Work request - Scan the records below for lines with the word "active", then state how many you find and nothing else.

--- Provided information ---

//! Remote command vocabulary and interpretation
//!
//! Tokens are matched case-insensitively. Anything outside the vocabulary
//! is echoed back instead of failing.

use serde::{Deserialize, Serialize};

use crate::state::OperatingMode;

/// Spoken in reply to `speak`
pub const GREETING: &str = "Hello! Remote control is connected.";

/// One command received from a remote client
#[derive(Debug, Clone, PartialEq, Eq)]
pub enum RemoteCommand {
    Speak,
    Status,
    SetMode(OperatingMode),
    Unrecognized(String),
}

impl RemoteCommand {
    pub fn parse(token: &str) -> Self {
        let token = token.trim();
        match token.to_ascii_lowercase().as_str() {
            "speak" => RemoteCommand::Speak,
            "status" => RemoteCommand::Status,
            "read" => RemoteCommand::SetMode(OperatingMode::Read),
            "navigate" => RemoteCommand::SetMode(OperatingMode::Navigate),
            "passive" => RemoteCommand::SetMode(OperatingMode::Passive),
            _ => RemoteCommand::Unrecognized(token.to_string()),
        }
    }
}

/// Side effect of a remote command
#[derive(Debug, Clone, PartialEq, Eq, Serialize, Deserialize)]
#[serde(tag = "effect", rename_all = "snake_case")]
pub enum Effect {
    /// Switch the operating mode and confirm it aloud
    SwitchMode {
        mode: OperatingMode,
        confirmation: String,
    },
    /// Announce the mode active at interpretation time
    AnnounceMode { announcement: String },
    /// Generic greeting
    Greet { greeting: String },
    /// Acknowledge an unrecognized token
    Echo { echo: String },
}

impl Effect {
    /// Text to speak for this effect
    pub fn utterance(&self) -> &str {
        match self {
            Effect::SwitchMode { confirmation, .. } => confirmation,
            Effect::AnnounceMode { announcement } => announcement,
            Effect::Greet { greeting } => greeting,
            Effect::Echo { echo } => echo,
        }
    }

    /// Mode to switch to, if the effect changes it
    pub fn mode_change(&self) -> Option<OperatingMode> {
        match self {
            Effect::SwitchMode { mode, .. } => Some(*mode),
            _ => None,
        }
    }
}

/// Map a token to its effect given the mode active right now
pub fn interpret(token: &str, current_mode: OperatingMode) -> Effect {
    match RemoteCommand::parse(token) {
        RemoteCommand::Speak => Effect::Greet {
            greeting: GREETING.to_string(),
        },
        RemoteCommand::Status => Effect::AnnounceMode {
            announcement: format!("Current mode is {}.", current_mode),
        },
        RemoteCommand::SetMode(mode) => Effect::SwitchMode {
            mode,
            confirmation: format!("Switched to {} mode.", mode),
        },
        RemoteCommand::Unrecognized(token) => Effect::Echo {
            echo: format!("Received command: {}", token),
        },
    }
}

#[cfg(test)]
mod tests {
    use super::*;

    #[test]
    fn test_status_is_case_insensitive() {
        let mode = OperatingMode::Read;
        let lower = interpret("status", mode);
        assert_eq!(interpret("STATUS", mode), lower);
        assert_eq!(interpret("Status", mode), lower);
        assert_eq!(lower.utterance(), "Current mode is read.");
    }

    #[test]
    fn test_mode_commands_switch_mode() {
        for mode in OperatingMode::ALL {
            let effect = interpret(&mode.as_str().to_uppercase(), OperatingMode::Passive);
            assert_eq!(effect.mode_change(), Some(mode));
            assert!(effect.utterance().contains(mode.as_str()));
        }
    }

    #[test]
    fn test_navigate_then_status_reports_navigate() {
        let mut mode = OperatingMode::Passive;

        let effect = interpret("navigate", mode);
        if let Some(next) = effect.mode_change() {
            mode = next;
        }

        let status = interpret("status", mode);
        assert_eq!(
            status,
            Effect::AnnounceMode {
                announcement: "Current mode is navigate.".to_string()
            }
        );
    }

    #[test]
    fn test_unknown_token_is_echoed() {
        let effect = interpret("banana", OperatingMode::Read);
        assert_eq!(
            effect,
            Effect::Echo {
                echo: "Received command: banana".to_string()
            }
        );
        assert_eq!(effect.mode_change(), None);
    }

    #[test]
    fn test_speak_greets() {
        let effect = interpret("  Speak\n", OperatingMode::Navigate);
        assert_eq!(effect.utterance(), GREETING);
    }

    #[test]
    fn test_parse_trims_whitespace() {
        assert_eq!(RemoteCommand::parse(" read\r"), RemoteCommand::SetMode(OperatingMode::Read));
        assert_eq!(
            RemoteCommand::parse(" Banana "),
            RemoteCommand::Unrecognized("Banana".to_string())
        );
    }
}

---

Result - 2